A woman posted in r/careerguidance recently: "I was a stay-at-home mom for 17 years. I'm having trouble finding a job." Over 200 people responded. The thread ran for days. And buried in the comments, the same question came up again and again: "I don't even know what to put on my LinkedIn anymore."
Here's what most career advice won't tell you: LinkedIn is no longer just a networking tool. 71% of employers now use ATS software that scrapes LinkedIn automatically — pulling your profile into their systems before a human ever decides whether to look at your resume. And a 2026 HBR analysis found that recruiters are following AI hiring recommendations 90% of the time.
The gap doesn't disqualify you. A profile that looks abandoned might. Those are two very different problems — and only one of them is actually yours to solve.
"The gap doesn't disqualify you. A profile that looks abandoned might.
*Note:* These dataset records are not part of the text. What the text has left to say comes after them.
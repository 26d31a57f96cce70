//! Purchase, registration/login, and supporter self-check flows against the
//! in-memory store.

use chrono::{Duration, Utc};
use rust_decimal::Decimal;

use matchday_server::access::{credential, AccessEngine};
use matchday_server::auth::{self, Registration};
use matchday_server::models::{MatchEvent, NewMatchEvent, Role, TicketStatus, User};
use matchday_server::store::{MemoryStore, Store};
use matchday_server::tickets::{self, TicketError};

// ============================================================================
// Helpers
// ============================================================================

fn registration(username: &str) -> Registration {
    Registration {
        username: username.to_string(),
        email: format!("{username}@example.com"),
        password: "un-mot-de-passe".to_string(),
        first_name: "Test".to_string(),
        last_name: "Supporter".to_string(),
        phone: Some("+212600000000".to_string()),
        role: Role::Supporter,
    }
}

async fn seed_user(store: &MemoryStore, username: &str) -> User {
    auth::register(store, registration(username)).await.unwrap()
}

async fn seed_match(store: &MemoryStore, capacity: i32) -> MatchEvent {
    store
        .create_match_event(NewMatchEvent {
            match_name: "Maroc - Portugal".to_string(),
            match_date: Utc::now() + Duration::days(14),
            venue: "Stade Ibn Batouta".to_string(),
            team_a: "Maroc".to_string(),
            team_b: "Portugal".to_string(),
            total_capacity: capacity,
            ticket_price: Decimal::new(30000, 2),
        })
        .await
        .unwrap()
}

// ============================================================================
// Purchase
// ============================================================================

#[tokio::test]
async fn test_purchase_creates_valid_ticket_and_takes_one_seat() {
    let store = MemoryStore::new();
    let user = seed_user(&store, "amine").await;
    let event = seed_match(&store, 2).await;

    let ticket = tickets::purchase(&store, &user, event.id, Some("B-7".to_string()))
        .await
        .unwrap();

    assert!(ticket.ticket_code.starts_with("TKT-"));
    assert_eq!(ticket.status, TicketStatus::Valid);
    assert_eq!(ticket.seat_number.as_deref(), Some("B-7"));

    let event = store.find_match_event(event.id).await.unwrap().unwrap();
    assert_eq!(event.available_tickets, 1);
}

#[tokio::test]
async fn test_purchase_payload_round_trips_through_parser() {
    let store = MemoryStore::new();
    let user = seed_user(&store, "nadia").await;
    let event = seed_match(&store, 5).await;

    let ticket = tickets::purchase(&store, &user, event.id, None).await.unwrap();

    let parsed = credential::parse(&ticket.qr_code_data).unwrap();
    assert_eq!(parsed.ticket_code, ticket.ticket_code);
    assert_eq!(parsed.expected_match_id, Some(event.id));
}

#[tokio::test]
async fn test_purchase_fails_when_sold_out() {
    let store = MemoryStore::new();
    let user = seed_user(&store, "hamza").await;
    let event = seed_match(&store, 1).await;

    tickets::purchase(&store, &user, event.id, None).await.unwrap();
    let err = tickets::purchase(&store, &user, event.id, None).await.unwrap_err();

    assert!(matches!(err, TicketError::NoTicketsAvailable(id) if id == event.id));

    // No ticket created, counter untouched at zero.
    assert_eq!(store.tickets_for_user(user.id).await.unwrap().len(), 1);
    let event = store.find_match_event(event.id).await.unwrap().unwrap();
    assert_eq!(event.available_tickets, 0);
}

#[tokio::test]
async fn test_purchase_fails_for_unknown_match() {
    let store = MemoryStore::new();
    let user = seed_user(&store, "sara").await;

    let err = tickets::purchase(&store, &user, 42, None).await.unwrap_err();
    assert!(matches!(err, TicketError::MatchNotFound(42)));
}

#[tokio::test]
async fn test_concurrent_purchases_never_oversell_last_seat() {
    let store = MemoryStore::new();
    let user_a = seed_user(&store, "ali").await;
    let user_b = seed_user(&store, "badr").await;
    let event = seed_match(&store, 1).await;

    let store_a = store.clone();
    let store_b = store.clone();
    let event_id = event.id;

    let buy_a =
        tokio::spawn(async move { tickets::purchase(&store_a, &user_a, event_id, None).await });
    let buy_b =
        tokio::spawn(async move { tickets::purchase(&store_b, &user_b, event_id, None).await });

    let (result_a, result_b) = (buy_a.await.unwrap(), buy_b.await.unwrap());
    assert!(result_a.is_ok() ^ result_b.is_ok());

    let event = store.find_match_event(event.id).await.unwrap().unwrap();
    assert_eq!(event.available_tickets, 0);
}

#[tokio::test]
async fn test_user_tickets_listed_most_recent_first() {
    let store = MemoryStore::new();
    let user = seed_user(&store, "meryem").await;
    let event = seed_match(&store, 5).await;

    let first = tickets::purchase(&store, &user, event.id, None).await.unwrap();
    let second = tickets::purchase(&store, &user, event.id, None).await.unwrap();

    let listed = store.tickets_for_user(user.id).await.unwrap();
    assert_eq!(listed.len(), 2);
    assert_eq!(listed[0].ticket_code, second.ticket_code);
    assert_eq!(listed[1].ticket_code, first.ticket_code);
}

// ============================================================================
// Registration / login
// ============================================================================

#[tokio::test]
async fn test_register_then_login() {
    let store = MemoryStore::new();
    let registered = auth::register(&store, registration("imane")).await.unwrap();

    let logged_in = auth::login(&store, "imane", "un-mot-de-passe").await.unwrap();
    assert_eq!(logged_in.id, registered.id);
    assert_eq!(logged_in.role, Role::Supporter);
}

#[tokio::test]
async fn test_login_rejects_wrong_password_and_unknown_user() {
    let store = MemoryStore::new();
    auth::register(&store, registration("omar")).await.unwrap();

    let err = auth::login(&store, "omar", "faux").await.unwrap_err();
    assert!(matches!(err, auth::AuthError::InvalidCredentials));

    let err = auth::login(&store, "personne", "un-mot-de-passe").await.unwrap_err();
    assert!(matches!(err, auth::AuthError::InvalidCredentials));
}

#[tokio::test]
async fn test_register_rejects_duplicates() {
    let store = MemoryStore::new();
    auth::register(&store, registration("zineb")).await.unwrap();

    let err = auth::register(&store, registration("zineb")).await.unwrap_err();
    assert!(matches!(err, auth::AuthError::UsernameTaken));

    let mut same_email = registration("autre");
    same_email.email = "zineb@example.com".to_string();
    let err = auth::register(&store, same_email).await.unwrap_err();
    assert!(matches!(err, auth::AuthError::EmailTaken));
}

// ============================================================================
// Supporter self-check
// ============================================================================

#[tokio::test]
async fn test_self_check_requires_all_three_signals() {
    let store = MemoryStore::new();
    let user = seed_user(&store, "khadija").await;
    let event = seed_match(&store, 5).await;
    let engine = AccessEngine::new(store.clone());

    // Nothing yet.
    let report = engine.self_check(user.id, false).await.unwrap();
    assert!(!report.has_ticket && !report.has_qr && !report.has_biometric);
    assert!(!report.granted);

    // Ticket + biometric but no QR generated this session.
    tickets::purchase(&store, &user, event.id, None).await.unwrap();
    store.enroll_biometric(user.id).await.unwrap();
    let report = engine.self_check(user.id, false).await.unwrap();
    assert!(report.has_ticket && report.has_biometric);
    assert!(!report.granted);

    // All three.
    let report = engine.self_check(user.id, true).await.unwrap();
    assert!(report.granted);
}

#[tokio::test]
async fn test_self_check_never_consumes_the_ticket() {
    let store = MemoryStore::new();
    let user = seed_user(&store, "yasmine").await;
    let event = seed_match(&store, 5).await;
    let engine = AccessEngine::new(store.clone());

    let ticket = tickets::purchase(&store, &user, event.id, None).await.unwrap();
    store.enroll_biometric(user.id).await.unwrap();
    engine.self_check(user.id, true).await.unwrap();

    let stored = store
        .find_ticket_by_code(&ticket.ticket_code)
        .await
        .unwrap()
        .unwrap();
    assert_eq!(stored.status, TicketStatus::Valid);

    // And the informational path writes no audit entries.
    assert_eq!(store.list_access_logs(10).await.unwrap().len(), 0);
}

#[tokio::test]
async fn test_self_check_ignores_used_tickets() {
    let store = MemoryStore::new();
    let user = seed_user(&store, "mehdi").await;
    let event = seed_match(&store, 5).await;
    let engine = AccessEngine::new(store.clone());

    let ticket = tickets::purchase(&store, &user, event.id, None).await.unwrap();
    store.enroll_biometric(user.id).await.unwrap();

    // Spend the ticket at the gate, then re-check.
    let decision = engine.decide(&ticket.qr_code_data, None, None).await.unwrap();
    assert!(decision.granted);

    let report = engine.self_check(user.id, true).await.unwrap();
    assert!(!report.has_ticket);
    assert!(!report.granted);
}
Those are two very different problems — and only one of them is actually yours to solve."
Before You Touch Anything: Turn Off Activity Broadcasts
When you start editing your LinkedIn profile, the platform will notify your entire network every time you make a change. You don't want that. Go to Settings → Visibility → Share profile updates with your network and turn it off before you begin. Turn it back on only when you're ready to signal that you've relaunched.
The Six Sections That Matter
1. The Headline: Stop Saying "Seeking Opportunities"
"Seeking new opportunities" is a phrase that signals uncertainty to both humans and algorithms. Your headline is searchable text — it's how recruiters find you, and it's the first line ATS tools index. It needs to say what you are, not what you're looking for.
[Your professional identity] | [What you bring] | [Optional: returning after intentional career break]
Works: Marketing Director | Brand Strategy & Campaign Management | Returning to Work After Career Break
Works: Operations Leader | Process Improvement & Cross-Functional Teams | Re-Entering the Workforce
Works: Financial Analyst | FP&A, Budgeting & Forecasting | Career Returner
2. The Career Break Entry: Add It. Don't Hide It.
LinkedIn added an official Career Break entry type in 2022. Use it. A profile with a visible, named gap reads as more credible than one with an unexplained blank — to both humans and automated screening tools. Go to your Experience section → Add position → Select "Career Break."
"Took an intentional career break to raise my children. During this time I [managed household finances / led a school board committee / completed professional development in X]. Returning to full-time work in [field] with a focus on [what you're looking for]."
3. The About Section: Your Gap Narrative in Your Own Voice
The About section is the only place on LinkedIn where you can speak in your own voice. Write it in first person. Lead with what you bring. The gap can appear — but in the middle, not at the top.
Paragraph 1: Your professional identity and what you're known for.
Paragraph 2: Brief, confident acknowledgment of your career break — what it was, what you did.
Paragraph 3: Where you're headed and what you bring back with you.
Close: How to reach you. One sentence.
4. Skills: Update Them Before They Go Stale
LinkedIn's algorithm uses your Skills section to match you to job postings. If your skills are five years out of date, you're being matched to roles from five years ago. Add anything you've done during your pause — project management, volunteer leadership, any tools or platforms you've used. Skills are keyword-indexed, and keywords get you found.
5. Recommendations: One Is Enough
A single strong recommendation from someone who worked with you — even if it's from before your pause — is worth more than ten generic endorsements. Reach out to a former colleague or manager. Keep the ask short: "I'm relaunching my career and updating my LinkedIn. Would you be willing to write a brief recommendation? A few sentences about what we worked on together would mean a lot."
6. Your Profile Photo: Use One
Profiles without a photo get significantly fewer views. It doesn't need to be professional headshots — a clear, forward-facing photo taken in good light works fine. The bar is: approachable and current. That's it.